I hate oral recitations because they scare the crap out of me. The worst part is that I deal with it almost everyday. I get it. I’m not good at impromptu speeches. For some reason, words only come out well for me when I’m writing. I also feel like one of my professors is taking me personally. Or maybe she isn’t, but I hate how she always catches me off guard. Attracting negative attention is what I do best. I’m always put on the spot, and I hate how people mischievously laugh at how stunned I seem to be. I couldn’t bear the cold stares of my classmates either, especially since I am well aware that I have zero friends among them.

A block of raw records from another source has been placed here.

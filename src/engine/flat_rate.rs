// ============================================================================
// Flat Grid-Services Schedule
// Same income every year: max discharge kW × rate
// ============================================================================

use crate::domain::GridServicesProjection;
use crate::formulas::flat_grid_services_income;
use crate::interfaces::RevenueSchedule;
use crate::numeric::{Amount, Currency, Kw, NumericResult};

/// Flat grid-services income, used for batteries outside the campaign
///
/// # Example
/// ```text
/// 5 kW × 500 kr/kW/yr = 2500 kr every year
/// 10 years: total 25000, average 2500
/// ```
pub struct FlatRateSchedule {
    /// Income per kW of discharge power per year
    pub rate_per_kw_year: Currency,
}

impl FlatRateSchedule {
    pub fn new(rate_per_kw_year: Currency) -> Self {
        Self { rate_per_kw_year }
    }
}

impl RevenueSchedule for FlatRateSchedule {
    fn project(&self, max_discharge_kw: Kw, projection_years: u32) -> NumericResult<GridServicesProjection> {
        let annual = flat_grid_services_income(max_discharge_kw, self.rate_per_kw_year)?;
        let total = annual.checked_mul(Amount::from(projection_years))?;

        Ok(GridServicesProjection {
            year_one_annual: annual,
            total,
            annual_average: annual,
            projection_years,
            campaign: None,
        })
    }

    fn name(&self) -> &str {
        "Flat-Rate"
    }
}
// ============================================================================
// ROI Engine Benchmarks
// ============================================================================
//
// Benchmark Categories:
// 1. Formulas - Single decimal formulas in isolation
// 2. Full Pipeline - End-to-end calculation through the engine
// 3. Schedule Comparison - Flat rate against zone campaign
// 4. Consumption Profiles - Annual energy over the 12 × 24 matrix
// ============================================================================

use battery_roi::formulas;
use battery_roi::prelude::*;
use criterion::{criterion_group, criterion_main, BenchmarkId, Criterion};
use std::hint::black_box;
use std::sync::Arc;

fn amount(s: &str) -> Amount {
    s.parse().unwrap()
}

fn scenario() -> CalculationInputs {
    let battery = BatterySpec::new(
        amount("15"),
        amount("95"),
        amount("97"),
        amount("5"),
        amount("5"),
        amount("40000"),
    );

    CalculationInputs::new(battery, amount("1.5"), amount("85"))
        .with_tariff(TariffInfo::new(amount("60"), amount("0"), 6, 22))
        .with_peak_shaving(amount("10"), amount("80"))
        .with_grid_services_rate(amount("500"))
        .with_pricing(amount("100000"), amount("20000"))
        .with_subsidy_rate(amount("0.5"))
}

// ============================================================================
// Formula Benchmarks
// ============================================================================

fn benchmark_formulas(c: &mut Criterion) {
    let mut group = c.benchmark_group("formulas");

    group.bench_function("effective_capacity", |b| {
        let (capacity, charge, discharge, depth) =
            (amount("15"), amount("95"), amount("97"), amount("85"));
        b.iter(|| {
            black_box(formulas::effective_capacity_per_cycle(
                black_box(capacity),
                charge,
                discharge,
                depth,
            ))
        });
    });

    group.bench_function("spot_price_savings", |b| {
        let (capacity, cycles, efficiency, spread) =
            (amount("15"), amount("1.5"), amount("0.8"), amount("100"));
        b.iter(|| {
            black_box(formulas::spot_price_savings(
                black_box(capacity),
                cycles,
                efficiency,
                spread,
                formulas::DAYS_PER_YEAR,
            ))
        });
    });

    group.bench_function("payback_period", |b| {
        let (net, savings) = (amount("75000"), amount("26610"));
        b.iter(|| black_box(formulas::payback_period(black_box(net), savings)));
    });

    group.finish();
}

// ============================================================================
// Full Pipeline Benchmarks
// ============================================================================

fn benchmark_full_pipeline(c: &mut Criterion) {
    let engine = RoiEngine::new(EngineConfig::default(), Arc::new(NoOpEventHandler)).unwrap();
    let inputs = scenario();

    c.bench_function("calculate_decimal", |b| {
        b.iter(|| black_box(engine.calculate_decimal(black_box(&inputs))));
    });

    c.bench_function("calculate_with_native_view", |b| {
        b.iter(|| black_box(engine.calculate(black_box(&inputs))));
    });
}

fn benchmark_schedules(c: &mut Criterion) {
    let mut group = c.benchmark_group("grid_services_schedule");
    let engine = RoiEngine::default();

    let cases = [
        ("flat_rate", scenario()),
        (
            "zone_campaign",
            scenario().with_zone_campaign(PriceZone::Se4, true),
        ),
    ];

    for (name, inputs) in cases.iter() {
        for years in [10u32, 15, 25].iter() {
            let inputs = inputs.clone().with_projection_years(*years);
            group.bench_with_input(BenchmarkId::new(*name, years), &inputs, |b, inputs| {
                b.iter(|| black_box(engine.calculate_decimal(inputs)));
            });
        }
    }

    group.finish();
}

// ============================================================================
// Consumption Profile Benchmarks
// ============================================================================

fn benchmark_consumption_profile(c: &mut Criterion) {
    let mut rows = vec![vec![amount("0.4"); 24]; 12];
    for (month0, row) in rows.iter_mut().enumerate() {
        row[18] = Amount::from_integer(2 + month0 as i64 % 4);
    }
    let profile = ConsumptionProfile::from_rows(&rows).unwrap();

    c.bench_function("annual_consumption", |b| {
        b.iter(|| black_box(profile.annual_energy(DaysPerMonth::Average)));
    });

    c.bench_function("consumption_peak_kw", |b| {
        b.iter(|| black_box(profile.peak_kw()));
    });
}

criterion_group!(
    benches,
    benchmark_formulas,
    benchmark_full_pipeline,
    benchmark_schedules,
    benchmark_consumption_profile,
);
criterion_main!(benches);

I hate group works because I’m always the one who’s left behind. The distance between my course mates and I is incredibly sickening. I feel like my presence is just insignificant. Just imagine what it’s like to feel so alone despite being in a room full of familiar faces. Everyone’s everyone is engaging in sensible conversations, while I remain in one corner, invisible, uncared for, and isolated. The truth is that nobody wants me. And why would they? I was, after all, the girl who always gives the dumbest answers in class.
I hate school, and I want to be left alone. I could feel the deep urge of asking my parents if I could shift to another course, but I don’t really have any idea of where I should transfer to. I love the path I’ve chosen. I just don’t want to go through my final year like this.
I am drowning in self-pity, and there is no one else who could save me but myself.